В московском Театре ОКОЛО дома Станиславского (бывший Театр на Красной Пресне) вчера и сегодня — премьера "Гамлета". Режиссер — художественный руководитель театра Юрий Погребничко, известный своими экспериментами с классической драматургией.
Перефразировав известное замечание автора "Категорий средневековой культуры" — мы задаем прошлому свои вопросы с тем, чтобы получить его ответы, — можно сказать, что Юрий Погребничко вступает в разговор с классикой (на этот раз в лице "Гамлета"), чтобы задать ей свои вопросы и свои же ответы услышать.
Отступив перед никем толком не решенной задачей — транскрибировать начальную букву имени драматурга (в программке так и значится: W. Шекспир), со всем остальным режиссер обошелся весьма решительно. Пьеса присутствует в его спектакле лишь как символ драматургии, она подана в виде набора сильно сокращенных сцен, не всегда следующих друг за другом в заданной Шекспиром последовательности.
В сокращениях, впрочем, есть своя логика. Оставлено то, что дает возможность, во-первых, сделать изящный ход и, во-вторых, поговорить о заветном. То есть об актерстве, о русском гении и (или) — что для Погребничко, видимо, одно и то же — о русской тоске.
Его Гамлет, скорее, лирик, а не философ. Сцена разговора принца с Офелией напоминает страницы объяснения Кити и Левина --- когда оба писали пальцем на скатерти. Здесь принц пишет мелом на доске первую фразу знаменитого монолога, а потом лишь ключевые слова. Офелия же — только одно слово: love, love, love... Лиричен и трогателен Фортинбрас, предстающий в женском облике и толкующий о несчастной Польше. Очень трогательна юная красавица королева — единственная, чья роль не дробится на части для разных исполнителей (Погребничко ведь прошел школу Любимова, а у того, как известно, с легкостью возникали пять Маяковских, пять Пушкиных, две Натали...), трогательна тема бродячей труппы, оставленная целиком, и очень красивы паузы. Произнеся слово, актер надолго замолкает, словно продолжая монолог про себя, но через несколько минут заговаривает вновь — точно с прерванного места.

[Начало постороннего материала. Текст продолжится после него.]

//! Per-request working directories.
//!
//! Artifacts are written under `<output>/.runs/<id>/` while a request runs, so
//! concurrent requests never share files. A finished run is renamed into
//! `<output>/<product>/<influencer>/`; a failed one is deleted.

use crate::error::{MemeError, MemeResult};
use crate::{logi, logw};
use chrono::Utc;
use once_cell::sync::Lazy;
use rand::Rng;
use std::collections::HashMap;
use std::path::{Path, PathBuf};
use std::sync::{Arc, Mutex};
use tokio::fs;
use walkdir::WalkDir;

const RUNS_DIR: &str = ".runs";
const VIDEO_DIR: &str = "veo3";

type TargetLock = Arc<tokio::sync::Mutex<()>>;

/// One lock per final directory; finalizing into the same product/influencer
/// pair is serialized within the process.
static FINALIZE_LOCKS: Lazy<Mutex<HashMap<PathBuf, TargetLock>>> = Lazy::new(Default::default);

fn target_lock(target: &Path) -> TargetLock {
    let mut locks = FINALIZE_LOCKS.lock().unwrap_or_else(|e| e.into_inner());
    locks.entry(target.to_path_buf()).or_default().clone()
}

pub fn new_request_id() -> String {
    let stamp = Utc::now().format("%Y%m%dT%H%M%S");
    let suffix: u32 = rand::thread_rng().r#gen();
    format!("{stamp}-{suffix:08x}")
}

/// Lowercased path segment with anything outside `[a-z0-9_-]` replaced.
pub fn slug(name: &str) -> String {
    let mut out = String::new();
    for ch in name.trim().chars() {
        match ch {
            'a'..='z' | '0'..='9' | '-' | '_' => out.push(ch),
            'A'..='Z' => out.push(ch.to_ascii_lowercase()),
            ' ' => out.push('_'),
            _ => {}
        }
    }
    if out.is_empty() {
        out.push_str("unnamed");
    }
    out
}

#[derive(Debug)]
pub struct RequestWorkspace {
    id: String,
    output_root: PathBuf,
    run_dir: PathBuf,
}

impl RequestWorkspace {
    pub async fn create(output_root: impl Into<PathBuf>) -> MemeResult<Self> {
        let output_root = output_root.into();
        let id = new_request_id();
        let run_dir = output_root.join(RUNS_DIR).join(&id);
        fs::create_dir_all(run_dir.join(VIDEO_DIR)).await?;
        logi(format!("Request {id} working in {}", run_dir.display()));
        Ok(Self {
            id,
            output_root,
            run_dir,
        })
    }

    pub fn id(&self) -> &str {
        &self.id
    }

    pub fn run_dir(&self) -> &Path {
        &self.run_dir
    }

    pub fn video_dir(&self) -> PathBuf {
        self.run_dir.join(VIDEO_DIR)
    }

    pub fn storyboard_text(&self) -> PathBuf {
        self.run_dir.join("storyboard.txt")
    }

    pub fn storyboard_image(&self) -> PathBuf {
        self.run_dir.join("storyboard.png")
    }

    pub fn combined_video(&self) -> PathBuf {
        self.video_dir().join("combined.mp4")
    }

    pub fn final_dir(&self, product: &str, influencer: &str) -> PathBuf {
        self.output_root.join(slug(product)).join(slug(influencer))
    }

    /// Files currently in the run directory, relative to it, sorted.
    pub fn artifacts(&self) -> Vec<PathBuf> {
        let mut files: Vec<PathBuf> = WalkDir::new(&self.run_dir)
            .into_iter()
            .filter_map(|e| e.ok())
            .filter(|e| e.file_type().is_file())
            .filter_map(|e| {
                e.path()
                    .strip_prefix(&self.run_dir)
                    .ok()
                    .map(Path::to_path_buf)
            })
            .collect();
        files.sort();
        files
    }

    /// Moves the run into its published location, replacing an earlier result
    /// for the same product and influencer. Returns the new directory.
    ///
    /// If the move fails the run directory is left in place and its path is
    /// logged; a finished run is never deleted here.
    pub async fn finalize(self, product: &str, influencer: &str) -> MemeResult<PathBuf> {
        let target = self.final_dir(product, influencer);
        if let Some(parent) = target.parent() {
            fs::create_dir_all(parent).await?;
        }

        let lock = target_lock(&target);
        let _held = lock.lock().await;

        let previous = if fs::metadata(&target).await.is_ok() {
            let aside = self
                .output_root
                .join(RUNS_DIR)
                .join(format!("{}.replaced", self.id));
            fs::rename(&target, &aside).await?;
            Some(aside)
        } else {
            None
        };

        if let Err(e) = fs::rename(&self.run_dir, &target).await {
            if let Some(aside) = &previous {
                if let Err(restore) = fs::rename(aside, &target).await {
                    logw(format!(
                        "Could not restore {} after failed finalize: {}",
                        target.display(),
                        restore
                    ));
                }
            }
            logw(format!(
                "Request {} could not be moved to {}; artifacts kept in {}",
                self.id,
                target.display(),
                self.run_dir.display()
            ));
            return Err(MemeError::Io(e));
        }

        if let Some(aside) = previous {
            if let Err(e) = fs::remove_dir_all(&aside).await {
                logw(format!("Failed to remove replaced output {}: {}", aside.display(), e));
            }
        }
        logi(format!("Request {} saved to {}", self.id, target.display()));
        Ok(target)
    }

    /// Deletes everything the request wrote. Failures are logged only.
    pub async fn discard(self) {
        let files = self.artifacts().len();
        match fs::remove_dir_all(&self.run_dir).await {
            Ok(()) => logi(format!("Discarded partial run {} ({} files)", self.id, files)),
            Err(e) if e.kind() == std::io::ErrorKind::NotFound => {}
            Err(e) => logw(format!(
                "Failed to delete run directory {}: {}",
                self.run_dir.display(),
                e
            )),
        }
    }
}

Прием Художественного театра, доведенный до логического предела.
Довести до логического предела все, что было уже когда-нибудь сказано, вернее, то немногое, на чем успел сконцентрироваться Юрий Погребничко — человек, как известно, не любящий отвлекаться по мелочам, и является, видимо, подспудной задачей постановки.
Соединяя призрак короля с наваждениями Свидригайлова, а размышления о "стране, из которой нет возврата" с вечностью в виде "заброшенной бани с пауками", заставляя героев "Гамлета" исчезать со сцены под натиском персонажей из "Трех сестер", Погребничко пытается создать единую ткань из текстов, сопрягающихся с трудом. В этих тяжелых стыках — обаяние уставшего российского авангарда семидесятых и его беспомощность.
К середине девяностых в моде другое — виртуозный постмодернизм, с легкостью маскирующийся под поп-культуру. Но даже московский театральный авангард, категория, как известно, особенная, редко выглядит столь меланхоличным и столь уставшим от себя самого. Видимо, русская тоска как всепоглощающее состояние "мировой души" — категория все-таки очень сомнительная. И писал ли Чехов монолог из пьесы Треплева как гимн российским искателям новых форм или как пародию — еще большой вопрос.
В любом случае, ставить пародии, торжественные и серьезные, как гимн — занятие еще более неблагодарное, чем просто поставить "Гамлета" в театре с не очень сильной труппой.